Content starts

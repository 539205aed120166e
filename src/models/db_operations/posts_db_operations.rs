use crate::models::db_operations::{optional_timestamp_column, timestamp_column, to_db_timestamp, DbError};
use crate::models::queries::{contains_pattern, PostOrder, PostQuery, PostScope};
use crate::models::{Post, PostInput, TagRef};
use chrono::{DateTime, Utc};
use rusqlite::types::Value;
use rusqlite::{params, params_from_iter, Connection, OptionalExtension};

const POST_COLUMNS: &str = "p.id, p.author_id, u.username, p.title, p.subheading, p.image, \
                            p.created_date, p.publish_date, p.edited_date, p.text";

fn post_from_row(row: &rusqlite::Row) -> rusqlite::Result<Post> {
    Ok(Post {
        id: row.get(0)?,
        author_id: row.get(1)?,
        author_username: row.get(2)?,
        title: row.get(3)?,
        subheading: row.get(4)?,
        image: row.get(5)?,
        created_date: timestamp_column(row, 6)?,
        publish_date: optional_timestamp_column(row, 7)?,
        edited_date: optional_timestamp_column(row, 8)?,
        text: row.get(9)?,
        tags: Vec::new(),
    })
}

fn read_post_tags(conn: &Connection, post_id: i64) -> Result<Vec<TagRef>, DbError> {
    let mut stmt = conn.prepare(
        "SELECT t.id, t.name, t.slug FROM tags t
         JOIN post_tags pt ON pt.tag_id = t.id
         WHERE pt.post_id = ?1
         ORDER BY lower(t.name), t.id",
    )?;
    let rows = stmt.query_map([post_id], |row| {
        Ok(TagRef { id: row.get(0)?, name: row.get(1)?, slug: row.get(2)? })
    })?;
    Ok(rows.collect::<rusqlite::Result<Vec<_>>>()?)
}

fn attach_tags(conn: &Connection, posts: &mut [Post]) -> Result<(), DbError> {
    for post in posts.iter_mut() {
        post.tags = read_post_tags(conn, post.id)?;
    }
    Ok(())
}

/// Replaces the tag set of a post. Callers wrap this in a transaction together
/// with the post write.
pub fn replace_post_tags(conn: &Connection, post_id: i64, tag_ids: &[i64]) -> Result<(), DbError> {
    conn.execute("DELETE FROM post_tags WHERE post_id = ?1", [post_id])?;
    let mut stmt = conn.prepare("INSERT OR IGNORE INTO post_tags (post_id, tag_id) VALUES (?1, ?2)")?;
    for tag_id in tag_ids {
        stmt.execute([post_id, *tag_id])?;
    }
    Ok(())
}

pub fn insert_post(
    conn: &Connection,
    author_id: i64,
    input: &PostInput,
    image: Option<&str>,
    created: &DateTime<Utc>,
) -> Result<i64, DbError> {
    conn.execute(
        "INSERT INTO posts (author_id, title, subheading, image, created_date, text)
         VALUES (?1, ?2, ?3, ?4, ?5, ?6)",
        params![author_id, input.title, input.subheading, image, to_db_timestamp(created), input.text],
    )?;
    let post_id = conn.last_insert_rowid();
    replace_post_tags(conn, post_id, &input.tag_ids)?;
    Ok(post_id)
}

/// Overwrites the editable fields and stamps the edited date. The image is
/// handled separately by `set_post_image`.
pub fn update_post(conn: &Connection, post_id: i64, input: &PostInput, edited: &DateTime<Utc>) -> Result<(), DbError> {
    let changed = conn.execute(
        "UPDATE posts SET title = ?1, subheading = ?2, text = ?3, edited_date = ?4 WHERE id = ?5",
        params![input.title, input.subheading, input.text, to_db_timestamp(edited), post_id],
    )?;
    if changed == 0 {
        return Err(DbError::NotFound(format!("post {}", post_id)));
    }
    replace_post_tags(conn, post_id, &input.tag_ids)
}

pub fn set_post_image(conn: &Connection, post_id: i64, image: Option<&str>) -> Result<(), DbError> {
    conn.execute("UPDATE posts SET image = ?1 WHERE id = ?2", params![image, post_id])?;
    Ok(())
}

pub fn set_publish_date(conn: &Connection, post_id: i64, published: &DateTime<Utc>) -> Result<(), DbError> {
    let changed = conn.execute(
        "UPDATE posts SET publish_date = ?1 WHERE id = ?2",
        params![to_db_timestamp(published), post_id],
    )?;
    if changed == 0 {
        return Err(DbError::NotFound(format!("post {}", post_id)));
    }
    Ok(())
}

/// Comments and tag links go with the post.
pub fn delete_post(conn: &Connection, post_id: i64) -> Result<usize, DbError> {
    Ok(conn.execute("DELETE FROM posts WHERE id = ?1", [post_id])?)
}

pub fn read_post(conn: &Connection, post_id: i64) -> Result<Option<Post>, DbError> {
    let post = conn.query_row(
        &format!(
            "SELECT {} FROM posts p LEFT JOIN users u ON u.id = p.author_id WHERE p.id = ?1",
            POST_COLUMNS
        ),
        [post_id],
        post_from_row,
    ).optional()?;

    match post {
        Some(mut post) => {
            post.tags = read_post_tags(conn, post.id)?;
            Ok(Some(post))
        }
        None => Ok(None),
    }
}

pub fn title_taken(conn: &Connection, title: &str, exclude_id: Option<i64>) -> Result<bool, DbError> {
    Ok(conn.query_row(
        "SELECT EXISTS(SELECT 1 FROM posts WHERE title = ?1 AND id != ?2)",
        params![title, exclude_id.unwrap_or(-1)],
        |row| row.get(0),
    )?)
}

fn compile_post_filter(query: &PostQuery) -> (String, Vec<Value>) {
    let mut clauses = Vec::new();
    let mut values = Vec::new();

    match query.scope {
        PostScope::Published => clauses.push("p.publish_date IS NOT NULL".to_string()),
        PostScope::DraftsOf(author_id) => {
            clauses.push("p.publish_date IS NULL AND p.author_id = ?".to_string());
            values.push(Value::Integer(author_id));
        }
    }

    if let Some(title) = &query.title_contains {
        clauses.push("p.title LIKE ? ESCAPE '\\'".to_string());
        values.push(Value::Text(contains_pattern(title)));
    }

    if let Some(tag_name) = &query.tag_name {
        clauses.push(
            "EXISTS (SELECT 1 FROM post_tags pt JOIN tags t ON t.id = pt.tag_id
                     WHERE pt.post_id = p.id AND t.name = ? COLLATE NOCASE)"
                .to_string(),
        );
        values.push(Value::Text(tag_name.clone()));
    }

    (format!("WHERE {}", clauses.join(" AND ")), values)
}

fn post_order_clause(query: &PostQuery) -> &'static str {
    match (query.scope, query.order) {
        (PostScope::Published, PostOrder::NewestFirst) => "ORDER BY p.publish_date DESC, p.id DESC",
        (PostScope::Published, PostOrder::OldestFirst) => "ORDER BY p.publish_date ASC, p.id ASC",
        (PostScope::DraftsOf(_), PostOrder::NewestFirst) => "ORDER BY p.created_date DESC, p.id DESC",
        (PostScope::DraftsOf(_), PostOrder::OldestFirst) => "ORDER BY p.created_date ASC, p.id ASC",
    }
}

pub fn search_posts(conn: &Connection, query: &PostQuery, limit: u32, offset: u32) -> Result<Vec<Post>, DbError> {
    let (where_sql, mut values) = compile_post_filter(query);
    let sql = format!(
        "SELECT {} FROM posts p LEFT JOIN users u ON u.id = p.author_id {} {} LIMIT ? OFFSET ?",
        POST_COLUMNS,
        where_sql,
        post_order_clause(query),
    );
    values.push(Value::Integer(limit as i64));
    values.push(Value::Integer(offset as i64));

    let mut stmt = conn.prepare(&sql)?;
    let rows = stmt.query_map(params_from_iter(values.iter()), post_from_row)?;
    let mut posts = rows.collect::<rusqlite::Result<Vec<_>>>()?;
    attach_tags(conn, &mut posts)?;
    Ok(posts)
}

pub fn count_posts(conn: &Connection, query: &PostQuery) -> Result<u32, DbError> {
    let (where_sql, values) = compile_post_filter(query);
    let count: i64 = conn.query_row(
        &format!("SELECT COUNT(*) FROM posts p {}", where_sql),
        params_from_iter(values.iter()),
        |row| row.get(0),
    )?;
    Ok(count as u32)
}
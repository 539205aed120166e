pub mod authorization;
pub mod comment_helpers;
pub mod form_helpers;
pub mod image_helpers;
pub mod pagination;
pub mod post_helpers;
pub mod render_helpers;
pub mod sanitization_helpers;
pub mod search_helpers;
pub mod slug_helpers;
pub mod tag_helpers;
pub mod accounts;
pub mod blog;
pub mod tags;

use actix_csrf::CsrfMiddleware;
use actix_session::storage::CookieSessionStore;
use actix_session::SessionMiddleware;
use actix_web::cookie::{Key, SameSite};
use actix_web::http::Method;
use actix_web::web;
use rand::prelude::StdRng;

pub fn session_middleware(key: Key, secure: bool) -> SessionMiddleware<CookieSessionStore> {
    SessionMiddleware::builder(CookieSessionStore::default(), key)
        .cookie_secure(secure)
        .cookie_http_only(true)
        .cookie_same_site(SameSite::Lax)
        .build()
}

/// GET pages that render a form, including the logout button every page shows
/// to a signed-in user. Each of them issues a fresh CSRF cookie and token.
const FORM_PAGES: &[&str] = &[
    "/",
    "/accounts/login",
    "/post/create",
    r"/post/{id:\d+}",
    r"/post/{id:\d+}/comments",
    r"/post/update/{id:\d+}",
    r"/post/delete/{id:\d+}",
    "/search",
    "/search/pre_search/{slug}",
    r"/comment/update/{id:\d+}",
    r"/comment/delete/{id:\d+}",
    "/tag/create",
    "/tag/list",
    "/tag/overview/{slug}",
    "/tag/update/{slug}",
    "/tag/delete/{slug}",
    "/{username}/drafts",
];

pub fn csrf_middleware() -> CsrfMiddleware<StdRng> {
    FORM_PAGES
        .iter()
        .fold(CsrfMiddleware::<StdRng>::new(), |csrf, page| csrf.set_cookie(Method::GET, *page))
}

/// Every page of the site. Must be mounted inside the session middleware.
pub fn config_site(cfg: &mut web::ServiceConfig) {
    cfg.service(
        web::scope("")
            .wrap(csrf_middleware())
            .service(web::scope("/accounts").configure(accounts::config_login))
            .configure(accounts::config_logout)
            .configure(tags::config_tags)
            .configure(blog::config_blog),
    );
}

Content ends

What you are asked to do
The lines in the entries above that carry the word "const" must be copied.

Exercise answer
const POST_COLUMNS: &str = "p.id, p.author_id, u.username, p.title, p.subheading, p.image, \
const FORM_PAGES: &[&str] = &[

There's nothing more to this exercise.